Saved entries:
■ ■ ■
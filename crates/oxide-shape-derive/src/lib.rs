//! Derive macro for struct-mapped tables.
//!
//! This crate provides `#[derive(Record)]`, which implements
//! `oxide_shape_core::Record` for a struct with named fields. The generated
//! impl lists every field with its value kind and tag, reads mapped fields
//! as SQL values and rebuilds the struct from a decoded row.

use proc_macro::TokenStream;
use proc_macro2::TokenStream as TokenStream2;
use quote::quote;
use syn::{
    parse_macro_input, Attribute, Data, DeriveInput, Expr, Fields, Ident, Lit, LitStr, Meta, Type,
};

/// Derives `Record` for a struct.
///
/// # Attributes
///
/// - `#[record(name = "table_name")]` - Default SQL table name (optional,
///   defaults to snake_case of the struct name)
///
/// # Field Attributes
///
/// - `#[sql("NAME=Name,NOT_NULL")]` - Maps the field with a declarative tag
/// - `#[sql]` - Maps the field with an empty tag (column named after the
///   field, type inferred)
///
/// Fields without `#[sql]` are not mapped. They are rebuilt with
/// `Default::default()` when a row is decoded.
///
/// Mapped field types must implement `SqlKind`, `ToSqlValue`,
/// `FromSqlValue` and `Clone`.
#[proc_macro_derive(Record, attributes(record, sql))]
pub fn derive_record(input: TokenStream) -> TokenStream {
    let input = parse_macro_input!(input as DeriveInput);
    derive_record_impl(&input)
        .unwrap_or_else(|e| e.to_compile_error())
        .into()
}

struct FieldInfo {
    ident: Ident,
    ty: Type,
    tag: Option<String>,
}

fn derive_record_impl(input: &DeriveInput) -> syn::Result<TokenStream2> {
    let struct_name = &input.ident;
    let table_name = get_table_name(&input.attrs, struct_name)?;
    let local_name = struct_name.to_string();

    let fields = match &input.data {
        Data::Struct(data) => match &data.fields {
            Fields::Named(fields) => &fields.named,
            _ => {
                return Err(syn::Error::new_spanned(
                    input,
                    "Record derive only supports structs with named fields",
                ));
            }
        },
        _ => {
            return Err(syn::Error::new_spanned(
                input,
                "Record derive only supports structs",
            ));
        }
    };

    let mut infos = Vec::with_capacity(fields.len());
    for field in fields {
        let Some(ident) = field.ident.clone() else {
            return Err(syn::Error::new_spanned(field, "field must be named"));
        };
        infos.push(FieldInfo {
            ident,
            ty: field.ty.clone(),
            tag: parse_sql_tag(&field.attrs)?,
        });
    }

    let declarations: Vec<TokenStream2> = infos
        .iter()
        .map(|info| {
            let name = info.ident.to_string();
            let ty = &info.ty;
            match &info.tag {
                Some(tag) => quote! {
                    ::oxide_shape_core::record::FieldDeclaration::new(
                        #name,
                        <#ty as ::oxide_shape_core::record::SqlKind>::KIND,
                        #tag,
                    )
                },
                None => {
                    let type_str = quote!(#ty).to_string().replace(' ', "");
                    quote! {
                        ::oxide_shape_core::record::FieldDeclaration::unmapped(
                            #name,
                            ::oxide_shape_core::record::ValueKind::Unsupported(#type_str),
                        )
                    }
                }
            }
        })
        .collect();

    let value_arms: Vec<TokenStream2> = infos
        .iter()
        .filter(|info| info.tag.is_some())
        .map(|info| {
            let ident = &info.ident;
            let name = ident.to_string();
            quote! {
                #name => ::core::option::Option::Some(
                    ::oxide_shape_core::value::ToSqlValue::to_sql_value(
                        ::core::clone::Clone::clone(&self.#ident),
                    ),
                ),
            }
        })
        .collect();

    let field_inits: Vec<TokenStream2> = infos
        .iter()
        .map(|info| {
            let ident = &info.ident;
            let ty = &info.ty;
            let name = ident.to_string();
            if info.tag.is_some() {
                quote! { #ident: fields.take::<#ty>(#name)? }
            } else {
                quote! { #ident: ::core::default::Default::default() }
            }
        })
        .collect();

    let (impl_generics, ty_generics, where_clause) = input.generics.split_for_impl();

    Ok(quote! {
        impl #impl_generics ::oxide_shape_core::record::Record for #struct_name #ty_generics
            #where_clause
        {
            const NAME: &'static str = #local_name;
            const TABLE: &'static str = #table_name;

            fn declarations() -> ::std::vec::Vec<::oxide_shape_core::record::FieldDeclaration> {
                ::std::vec![#(#declarations),*]
            }

            fn field_value(
                &self,
                field: &str,
            ) -> ::core::option::Option<::oxide_shape_core::value::SqlValue> {
                match field {
                    #(#value_arms)*
                    _ => ::core::option::Option::None,
                }
            }

            #[allow(unused_variables)]
            fn from_fields(
                fields: &mut ::oxide_shape_core::record::FieldValues,
            ) -> ::oxide_shape_core::error::Result<Self> {
                ::core::result::Result::Ok(Self {
                    #(#field_inits),*
                })
            }
        }
    })
}

fn get_table_name(attrs: &[Attribute], struct_name: &Ident) -> syn::Result<String> {
    for attr in attrs {
        if attr.path().is_ident("record") {
            let mut table_name = None;
            attr.parse_nested_meta(|meta| {
                if meta.path.is_ident("name") {
                    let value: Expr = meta.value()?.parse()?;
                    if let Expr::Lit(lit) = value {
                        if let Lit::Str(s) = lit.lit {
                            table_name = Some(s.value());
                        }
                    }
                    Ok(())
                } else {
                    Err(meta.error("unsupported record attribute"))
                }
            })?;
            if let Some(name) = table_name {
                return Ok(name);
            }
        }
    }
    Ok(to_snake_case(&struct_name.to_string()))
}

/// Reads `#[sql]`, `#[sql("TAG")]` or `#[sql = "TAG"]`.
fn parse_sql_tag(attrs: &[Attribute]) -> syn::Result<Option<String>> {
    let mut tag = None;
    for attr in attrs {
        if !attr.path().is_ident("sql") {
            continue;
        }
        if tag.is_some() {
            return Err(syn::Error::new_spanned(attr, "duplicate sql attribute"));
        }
        tag = Some(match &attr.meta {
            Meta::Path(_) => String::new(),
            Meta::List(_) => attr.parse_args::<LitStr>()?.value(),
            Meta::NameValue(nv) => match &nv.value {
                Expr::Lit(lit) => match &lit.lit {
                    Lit::Str(s) => s.value(),
                    _ => return Err(syn::Error::new_spanned(&nv.value, "expected a string tag")),
                },
                _ => return Err(syn::Error::new_spanned(&nv.value, "expected a string tag")),
            },
        });
    }
    Ok(tag)
}

fn to_snake_case(s: &str) -> String {
    let mut result = String::new();
    for (i, c) in s.chars().enumerate() {
        if c.is_uppercase() {
            if i > 0 {
                result.push('_');
            }
            result.push(c.to_ascii_lowercase());
        } else {
            result.push(c);
        }
    }
    result
}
■ ■ ■
> [ASSIGNED TASK]:
What is needed is every line from the data above that includes the string "LitStr", copied out.

> [COMPLETED TASK]:
    parse_macro_input, Attribute, Data, DeriveInput, Expr, Fields, Ident, Lit, LitStr, Meta, Type,
            Meta::List(_) => attr.parse_args::<LitStr>()?.value(),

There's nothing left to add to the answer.